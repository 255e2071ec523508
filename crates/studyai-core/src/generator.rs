//! Content generation.
//!
//! [`ContentGenerator`] is the seam where a language model would plug in.
//! [`PlaceholderGenerator`] fills every kind with deterministic sample
//! content so the rest of the system can run end to end.

use async_trait::async_trait;
use chrono::{DateTime, Utc};
use uuid::Uuid;

use crate::artifact::{
    Artifact, ArtifactBody, Card, CardDifficulty, Citation, ConceptExplanationBody, EssayBody,
    EssayOutline, ExplanationStep, FlashcardSetBody, GrammarIssue, IssueSeverity,
    LearningResource, OutlineSection, PracticeTestBody, Question, QuestionType, QuizBody,
    StudyGuideBody, TestQuestion,
};
use crate::error::Result;
use crate::request::{
    ExplanationLevel, GenerationRequest, GuideFormat, QuestionTypeChoice, RequestOptions,
};

/// Default number of cards in a generated flashcard set.
pub const DEFAULT_FLASHCARD_COUNT: u32 = 10;

/// Generated content that has not been assigned an identity yet.
#[derive(Debug, Clone, PartialEq, Eq)]
pub struct ArtifactDraft {
    /// Display title.
    pub title: String,
    /// Kind-specific content.
    pub body: ArtifactBody,
}

impl ArtifactDraft {
    /// Assigns a fresh id and creation time.
    #[must_use]
    pub fn into_artifact(self) -> Artifact {
        self.into_artifact_with(Uuid::new_v4(), Utc::now())
    }

    /// Assigns the given id and creation time.
    #[must_use]
    pub fn into_artifact_with(self, id: Uuid, created_at: DateTime<Utc>) -> Artifact {
        Artifact {
            id,
            title: self.title,
            created_at,
            body: self.body,
        }
    }
}

/// Produces artifact content for a request.
#[async_trait]
pub trait ContentGenerator: Send + Sync {
    /// Generates a draft whose kind matches `request.kind()`.
    async fn generate(&self, request: &GenerationRequest) -> Result<ArtifactDraft>;
}

/// Generator that fabricates sample content without any model.
#[derive(Debug, Clone)]
pub struct PlaceholderGenerator {
    flashcard_count: u32,
}

impl Default for PlaceholderGenerator {
    fn default() -> Self {
        Self {
            flashcard_count: DEFAULT_FLASHCARD_COUNT,
        }
    }
}

impl PlaceholderGenerator {
    /// Creates a generator with the default flashcard count.
    #[must_use]
    pub fn new() -> Self {
        Self::default()
    }

    /// Overrides how many cards a flashcard set gets.
    #[must_use]
    pub const fn with_flashcard_count(mut self, count: u32) -> Self {
        self.flashcard_count = count;
        self
    }

    /// Builds the draft synchronously.
    #[must_use]
    pub fn draft(&self, request: &GenerationRequest) -> ArtifactDraft {
        let subject = request.subject();
        match request.options {
            RequestOptions::Quiz {
                difficulty,
                question_type,
                num_questions,
            } => ArtifactDraft {
                title: format!("Quiz: {subject}"),
                body: ArtifactBody::Quiz(QuizBody {
                    topic: subject.to_string(),
                    difficulty,
                    questions: (1..=num_questions)
                        .map(|n| quiz_question(subject, question_type, n))
                        .collect(),
                }),
            },
            RequestOptions::FlashcardSet => ArtifactDraft {
                title: format!("Flashcards: {subject}"),
                body: ArtifactBody::FlashcardSet(FlashcardSetBody {
                    topic: subject.to_string(),
                    cards: self.cards(subject),
                }),
            },
            RequestOptions::StudyGuide { format } => ArtifactDraft {
                title: "Study Guide".to_string(),
                body: ArtifactBody::StudyGuide(study_guide(format)),
            },
            RequestOptions::PracticeTest {
                time_limit_minutes,
                num_questions,
            } => ArtifactDraft {
                title: format!("Practice Test: {subject}"),
                body: ArtifactBody::PracticeTest(PracticeTestBody {
                    subject: subject.to_string(),
                    time_limit_minutes,
                    questions: (1..=num_questions)
                        .map(|id| TestQuestion {
                            id,
                            prompt: format!("Practice question {id} about {subject}?"),
                            options: sample_options(),
                            correct_answer: "Option A".to_string(),
                            points: 1,
                        })
                        .collect(),
                }),
            },
            RequestOptions::Essay { essay_type, length } => ArtifactDraft {
                title: subject.to_string(),
                body: ArtifactBody::Essay(EssayBody {
                    topic: subject.to_string(),
                    essay_type,
                    length,
                    outline: EssayOutline {
                        introduction: "Hook, background information, and thesis statement"
                            .to_string(),
                        body_points: ["First", "Second", "Third"]
                            .iter()
                            .map(|ord| format!("{ord} main argument with supporting evidence"))
                            .collect(),
                        conclusion: "Restatement of thesis and final thoughts".to_string(),
                    },
                    draft: essay_draft(subject),
                    grammar_issues: vec![
                        GrammarIssue {
                            severity: IssueSeverity::Warning,
                            message: "Consider using more varied sentence structures".to_string(),
                            line_ref: 3,
                        },
                        GrammarIssue {
                            severity: IssueSeverity::Suggestion,
                            message: "This paragraph could benefit from more specific examples"
                                .to_string(),
                            line_ref: 7,
                        },
                        GrammarIssue {
                            severity: IssueSeverity::Info,
                            message: "Citation needed for this claim".to_string(),
                            line_ref: 11,
                        },
                    ],
                    grammar_score: 85,
                    citations: sample_citations(),
                }),
            },
            RequestOptions::ConceptExplanation { level } => ArtifactDraft {
                title: format!("Understanding {subject}"),
                body: ArtifactBody::ConceptExplanation(concept_explanation(subject, level)),
            },
        }
    }

    fn cards(&self, topic: &str) -> Vec<Card> {
        let now = Utc::now();
        (1..=self.flashcard_count)
            .map(|id| Card {
                id,
                front: format!("Front of card {id} about {topic}"),
                back: format!("Back of card {id} with detailed explanation about {topic}"),
                difficulty: if id % 2 == 1 {
                    CardDifficulty::Easy
                } else {
                    CardDifficulty::Medium
                },
                last_reviewed_at: None,
                next_review_at: now,
            })
            .collect()
    }
}

#[async_trait]
impl ContentGenerator for PlaceholderGenerator {
    async fn generate(&self, request: &GenerationRequest) -> Result<ArtifactDraft> {
        request.validate()?;
        Ok(self.draft(request))
    }
}

fn sample_options() -> Vec<String> {
    ["Option A", "Option B", "Option C", "Option D"]
        .iter()
        .map(ToString::to_string)
        .collect()
}

fn quiz_question(topic: &str, choice: QuestionTypeChoice, id: u32) -> Question {
    let question_type = match choice {
        QuestionTypeChoice::Mixed => match (id - 1) % 3 {
            0 => QuestionType::MultipleChoice,
            1 => QuestionType::TrueFalse,
            _ => QuestionType::OpenEnded,
        },
        QuestionTypeChoice::MultipleChoice => QuestionType::MultipleChoice,
        QuestionTypeChoice::TrueFalse => QuestionType::TrueFalse,
        QuestionTypeChoice::OpenEnded => QuestionType::OpenEnded,
    };

    let (options, correct_answer) = match question_type {
        QuestionType::MultipleChoice => (Some(sample_options()), "Option A"),
        QuestionType::TrueFalse => (None, "true"),
        QuestionType::OpenEnded => (None, "Sample answer"),
    };

    Question {
        id,
        prompt: format!("Sample question {id} about {topic}?"),
        question_type,
        options,
        correct_answer: correct_answer.to_string(),
        explanation: format!("This is the explanation for question {id}."),
    }
}

fn study_guide(format: GuideFormat) -> StudyGuideBody {
    let outline = || {
        vec![
            OutlineSection {
                title: "Key Concepts".to_string(),
                items: (1..=3).map(|n| format!("Main idea {n}")).collect(),
            },
            OutlineSection {
                title: "Important Terms".to_string(),
                items: (1..=3).map(|n| format!("Term {n}: Definition")).collect(),
            },
        ]
    };
    let with_outline = matches!(format, GuideFormat::Outline | GuideFormat::Both);
    let with_summary = matches!(format, GuideFormat::Summary | GuideFormat::Both);

    StudyGuideBody {
        format,
        outline: with_outline.then(outline),
        summary: with_summary
            .then(|| "This is a comprehensive summary of the provided content.".to_string()),
        key_points: with_summary.then(|| (1..=5).map(|n| format!("Point {n}")).collect()),
    }
}

fn essay_draft(topic: &str) -> String {
    format!(
        "# {topic}\n\n\
         ## Introduction\n\n\
         This essay explores the important topic of {topic}. Understanding this subject matters \
         for several reasons, and the sections below examine its key aspects.\n\n\
         ## Body Paragraph 1\n\n\
         The first major point to consider regarding {topic} is its fundamental importance in \
         our society.\n\n\
         ## Body Paragraph 2\n\n\
         When examining {topic}, we must consider the perspectives of different stakeholders.\n\n\
         ## Body Paragraph 3\n\n\
         The practical applications of understanding {topic} extend beyond theoretical \
         knowledge.\n\n\
         ## Conclusion\n\n\
         In conclusion, {topic} is a multifaceted subject that deserves careful study."
    )
}

fn sample_citations() -> Vec<Citation> {
    vec![
        Citation::Book {
            author: "Smith, J.".to_string(),
            title: "Understanding the Topic".to_string(),
            year: 2023,
        },
        Citation::Article {
            author: "Johnson, M.".to_string(),
            title: "Recent Developments".to_string(),
            journal: "Academic Journal".to_string(),
            year: 2024,
        },
        Citation::Website {
            author: "Research Institute".to_string(),
            title: "Topic Analysis".to_string(),
            url: "https://example.com".to_string(),
            accessed: "2024-01-15".to_string(),
        },
    ]
}

fn concept_explanation(concept: &str, level: ExplanationLevel) -> ConceptExplanationBody {
    let steps = [
        (
            "Understanding the Basics",
            format!("First, we need to understand what {concept} means and why it matters."),
        ),
        (
            "Key Components",
            format!("The main components of {concept} are several interconnected elements."),
        ),
        (
            "Practical Application",
            format!("Here is how {concept} is applied in real-world scenarios."),
        ),
        (
            "Common Examples",
            format!("Some common examples of {concept} you might meet in everyday life."),
        ),
    ];

    ConceptExplanationBody {
        concept: concept.to_string(),
        level,
        simple_explanation: format!(
            "Here's a simple explanation of {concept}: it involves understanding the \
             fundamental principles and how they apply in practical situations."
        ),
        steps: steps
            .into_iter()
            .zip(1..)
            .map(|((title, content), step)| ExplanationStep {
                step,
                title: title.to_string(),
                content,
            })
            .collect(),
        analogy: format!(
            "Think of {concept} like a recipe: ingredients combined in the right order \
             produce a dish, and the elements of {concept} work together the same way."
        ),
        related_concepts: vec![
            format!("Related Concept 1 to {concept}"),
            "Another Related Topic".to_string(),
            "Connected Principle".to_string(),
            "Similar Framework".to_string(),
        ],
        resources: ["Further Reading on this Topic", "Video Tutorial", "Practice Exercises"]
            .iter()
            .map(|title| LearningResource {
                title: (*title).to_string(),
                url: "#".to_string(),
            })
            .collect(),
    }
}
// ============================================================================
// Body Components
// ============================================================================

wire_enum! {
    /// The answer format of a single quiz question.
    #[derive(Debug, Clone, Copy, PartialEq, Eq, Hash, Serialize, Deserialize)]
    pub enum QuestionType {
        /// Pick one of several options.
        MultipleChoice => "multiple-choice",
        /// Answer "true" or "false".
        TrueFalse => "true-false",
        /// Free text.
        OpenEnded => "open-ended",
    }
}

/// One quiz question.
#[derive(Debug, Clone, PartialEq, Eq, Serialize, Deserialize)]
#[serde(rename_all = "camelCase")]
pub struct Question {
    /// Identifier unique within the quiz.
    pub id: u32,
    /// The question text.
    pub prompt: String,
    /// Answer format.
    #[serde(rename = "type")]
    pub question_type: QuestionType,
    /// Choices, present only for multiple-choice questions.
    #[serde(default, skip_serializing_if = "Option::is_none")]
    pub options: Option<Vec<String>>,
    /// The exact expected answer.
    pub correct_answer: String,
    /// Why the answer is correct.
    pub explanation: String,
}

/// Body of a quiz.
#[derive(Debug, Clone, PartialEq, Eq, Serialize, Deserialize)]
#[serde(rename_all = "camelCase")]
pub struct QuizBody {
    /// What the quiz is about.
    pub topic: String,
    /// Requested difficulty.
    pub difficulty: Difficulty,
    /// Ordered questions.
    pub questions: Vec<Question>,
}

wire_enum! {
    /// Self-assessed difficulty of a flashcard.
    #[derive(Debug, Clone, Copy, PartialEq, Eq, Hash, Serialize, Deserialize)]
    pub enum CardDifficulty {
        /// Easy card.
        Easy => "easy",
        /// Medium card.
        Medium => "medium",
    }
}

/// One flashcard.
#[derive(Debug, Clone, PartialEq, Eq, Serialize, Deserialize)]
#[serde(rename_all = "camelCase")]
pub struct Card {
    /// Identifier unique within the set.
    pub id: u32,
    /// Prompt side.
    pub front: String,
    /// Answer side.
    pub back: String,
    /// Difficulty tag.
    pub difficulty: CardDifficulty,
    /// When the card was last reviewed, if ever.
    pub last_reviewed_at: Option<DateTime<Utc>>,
    /// When the card is next due.
    pub next_review_at: DateTime<Utc>,
}

/// Body of a flashcard set.
#[derive(Debug, Clone, PartialEq, Eq, Serialize, Deserialize)]
#[serde(rename_all = "camelCase")]
pub struct FlashcardSetBody {
    /// What the cards cover.
    pub topic: String,
    /// Ordered cards.
    pub cards: Vec<Card>,
}

/// A titled group of outline items.
#[derive(Debug, Clone, PartialEq, Eq, Serialize, Deserialize)]
pub struct OutlineSection {
    /// Section heading.
    pub title: String,
    /// Ordered items.
    pub items: Vec<String>,
}

/// Body of a study guide.
///
/// Which sections are present depends on `format`: an outline guide has only
/// `outline`, a summary guide has `summary` and `key_points`, and `both` has
/// all three.
#[derive(Debug, Clone, PartialEq, Eq, Serialize, Deserialize)]
#[serde(rename_all = "camelCase")]
pub struct StudyGuideBody {
    /// Requested format.
    pub format: GuideFormat,
    /// Structured outline.
    #[serde(default, skip_serializing_if = "Option::is_none")]
    pub outline: Option<Vec<OutlineSection>>,
    /// Prose summary.
    #[serde(default, skip_serializing_if = "Option::is_none")]
    pub summary: Option<String>,
    /// Key takeaways accompanying the summary.
    #[serde(default, skip_serializing_if = "Option::is_none")]
    pub key_points: Option<Vec<String>>,
}

/// One practice test question. Always multiple-choice.
#[derive(Debug, Clone, PartialEq, Eq, Serialize, Deserialize)]
#[serde(rename_all = "camelCase")]
pub struct TestQuestion {
    /// Identifier unique within the test.
    pub id: u32,
    /// The question text.
    pub prompt: String,
    /// Choices; never empty.
    pub options: Vec<String>,
    /// The exact expected answer.
    pub correct_answer: String,
    /// Weight of the question; always 1.
    pub points: u32,
}

/// Body of a practice test.
#[derive(Debug, Clone, PartialEq, Eq, Serialize, Deserialize)]
#[serde(rename_all = "camelCase")]
pub struct PracticeTestBody {
    /// What the test covers.
    pub subject: String,
    /// Time allowed, in minutes.
    pub time_limit_minutes: u32,
    /// Ordered questions.
    pub questions: Vec<TestQuestion>,
}

/// Skeleton of an essay.
#[derive(Debug, Clone, PartialEq, Eq, Serialize, Deserialize)]
#[serde(rename_all = "camelCase")]
pub struct EssayOutline {
    /// What the introduction covers.
    pub introduction: String,
    /// One entry per body paragraph.
    pub body_points: Vec<String>,
    /// What the conclusion covers.
    pub conclusion: String,
}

+---+

The problem: In the listing above, the lines from the one containing "fn cards(&self, topic: &str)" through the one containing "request.validate()?;" must be set down exactly, with no other lines.

Finished exercise:
    fn cards(&self, topic: &str) -> Vec<Card> {
        let now = Utc::now();
        (1..=self.flashcard_count)
            .map(|id| Card {
                id,
                front: format!("Front of card {id} about {topic}"),
                back: format!("Back of card {id} with detailed explanation about {topic}"),
                difficulty: if id % 2 == 1 {
                    CardDifficulty::Easy
                } else {
                    CardDifficulty::Medium
                },
                last_reviewed_at: None,
                next_review_at: now,
            })
            .collect()
    }
}

#[async_trait]
impl ContentGenerator for PlaceholderGenerator {
    async fn generate(&self, request: &GenerationRequest) -> Result<ArtifactDraft> {
        request.validate()?;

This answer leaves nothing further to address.